» **INPUT FOR THIS TASK**
▬▬▬

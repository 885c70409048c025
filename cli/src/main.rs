//! Command-line front end for the Todoist Sync API.
//!
//! Every subcommand runs one client call under a context that is canceled on
//! Ctrl+C, and prints the result as pretty JSON on stdout.

mod cli;

use std::io::Write;
use std::time::Duration;

use anyhow::{Context as _, Result};
use clap::Parser;
use serde::Serialize;
use tracing::debug;
use tracing_subscriber::{fmt, EnvFilter};

use todoist_core::command::{AddProject, AddSection, AddTask, CompleteTask};
use todoist_core::{ClientConfig, Context, Pagination, TodoistClient};

use cli::{Cli, ProjectKey, ProjectsCommand, Resource, SectionsCommand, TasksCommand};

#[tokio::main]
async fn main() -> Result<()> {
    let cli = Cli::parse();
    init_tracing(cli.debug);

    let mut config = ClientConfig::new(cli.token.clone())
        .with_base_url(cli.base_url.clone())
        .with_debug(cli.debug);
    if let Some(user_agent) = &cli.user_agent {
        config = config.with_user_agent(user_agent.clone());
    }
    if let Some(secs) = cli.timeout_secs {
        config = config.with_timeout(Duration::from_secs(secs));
    }
    let client = TodoistClient::new(config).context("unable to create client")?;

    let (ctx, cancel) = Context::background().with_cancel();
    tokio::spawn(async move {
        if tokio::signal::ctrl_c().await.is_ok() {
            debug!("interrupted, canceling request");
            cancel.cancel();
        }
    });

    run(&client, &ctx, cli.resource).await
}

/// `TODOIST_LOG` wins over `RUST_LOG`; without either, `--debug` selects the
/// level.
fn init_tracing(debug: bool) {
    let fallback = if debug { "debug" } else { "info" };
    let filter = EnvFilter::try_from_env("TODOIST_LOG")
        .or_else(|_| EnvFilter::try_from_default_env())
        .unwrap_or_else(|_| EnvFilter::new(fallback));
    fmt()
        .with_env_filter(filter)
        .with_writer(std::io::stderr)
        .init();
}

async fn run(client: &TodoistClient, ctx: &Context, resource: Resource) -> Result<()> {
    match resource {
        Resource::Sync {
            sync_token,
            resource_types,
        } => {
            let types: Vec<&str> = resource_types.iter().map(String::as_str).collect();
            let request = client.build_sync_request(sync_token.as_deref(), &types, &[])?;
            let mut stdout = std::io::stdout().lock();
            client
                .send_raw(ctx, request, &mut stdout)
                .await
                .context("sync failed")?;
            writeln!(stdout)?;
            Ok(())
        }
        Resource::Projects(command) => run_projects(client, ctx, command).await,
        Resource::Sections(command) => run_sections(client, ctx, command).await,
        Resource::Tasks(command) => run_tasks(client, ctx, command).await,
    }
}

async fn run_projects(
    client: &TodoistClient,
    ctx: &Context,
    command: ProjectsCommand,
) -> Result<()> {
    let projects = client.projects();
    match command {
        ProjectsCommand::List => {
            let (list, _) = projects.list(ctx, None).await.context("listing projects")?;
            print_json(&list)
        }
        ProjectsCommand::Get(ProjectKey { id: Some(id), .. }) => {
            print_json(&projects.get_by_id(ctx, id).await?)
        }
        ProjectsCommand::Get(ProjectKey { name: Some(name), .. }) => {
            print_json(&projects.get_by_name(ctx, &name).await?)
        }
        ProjectsCommand::Get(_) => anyhow::bail!("either --id or --name is required"),
        ProjectsCommand::Add {
            name,
            parent,
            color,
        } => {
            let args = AddProject {
                name,
                color,
                parent_id: parent.map(Into::into),
                ..Default::default()
            };
            let (_, resp) = projects
                .add(ctx, args, Some(NEW_RESOURCE))
                .await
                .context("adding project")?;
            print_created(resp.resolve(NEW_RESOURCE))
        }
        ProjectsCommand::Delete { id } => {
            projects.delete(ctx, id).await.context("deleting project")?;
            Ok(())
        }
        ProjectsCommand::Archive { id } => {
            projects.archive(ctx, id).await.context("archiving project")?;
            Ok(())
        }
        ProjectsCommand::Archived { limit, offset } => {
            let page = limit.map(|limit| Pagination {
                limit,
                offset: offset.unwrap_or(0),
            });
            let archived = projects
                .get_archived(ctx, page)
                .await
                .context("listing archived projects")?;
            print_json(&archived)
        }
    }
}

async fn run_sections(
    client: &TodoistClient,
    ctx: &Context,
    command: SectionsCommand,
) -> Result<()> {
    let sections = client.sections();
    match command {
        SectionsCommand::List => {
            let (list, _) = sections.list(ctx, None).await.context("listing sections")?;
            print_json(&list)
        }
        SectionsCommand::Add { name, project } => {
            let args = AddSection {
                name,
                project_id: project.into(),
                section_order: None,
            };
            let (_, resp) = sections
                .add(ctx, args, Some(NEW_RESOURCE))
                .await
                .context("adding section")?;
            print_created(resp.resolve(NEW_RESOURCE))
        }
    }
}

async fn run_tasks(client: &TodoistClient, ctx: &Context, command: TasksCommand) -> Result<()> {
    let tasks = client.tasks();
    match command {
        TasksCommand::List => {
            let (list, _) = tasks.list(ctx, None).await.context("listing tasks")?;
            print_json(&list)
        }
        TasksCommand::Add { content, project } => {
            let args = AddTask {
                content,
                project_id: Some(project.into()),
                ..Default::default()
            };
            let (_, resp) = tasks
                .add(ctx, args, Some(NEW_RESOURCE))
                .await
                .context("adding task")?;
            print_created(resp.resolve(NEW_RESOURCE))
        }
        TasksCommand::Complete { id } => {
            let args = CompleteTask {
                id: id.into(),
                date_completed: None,
            };
            tasks.complete(ctx, args).await.context("completing task")?;
            Ok(())
        }
    }
}

/// Temp id used for the single resource an `add` creates.
const NEW_RESOURCE: &str = "new";

fn print_created(id: Option<i64>) -> Result<()> {
    let id = id.context("server did not report the new id")?;
    print_json(&serde_json::json!({ "id": id }))
}

fn print_json<T: Serialize>(value: &T) -> Result<()> {
    let mut stdout = std::io::stdout().lock();
    serde_json::to_writer_pretty(&mut stdout, value)?;
    writeln!(stdout)?;
    Ok(())
}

▬▬▬

» **PROBLEM REQUIREMENTS**
Using the listing above, pick out each line that contains the word "lock", then copy it.

» **WRITTEN ANSWER**
            let mut stdout = std::io::stdout().lock();
    let mut stdout = std::io::stdout().lock();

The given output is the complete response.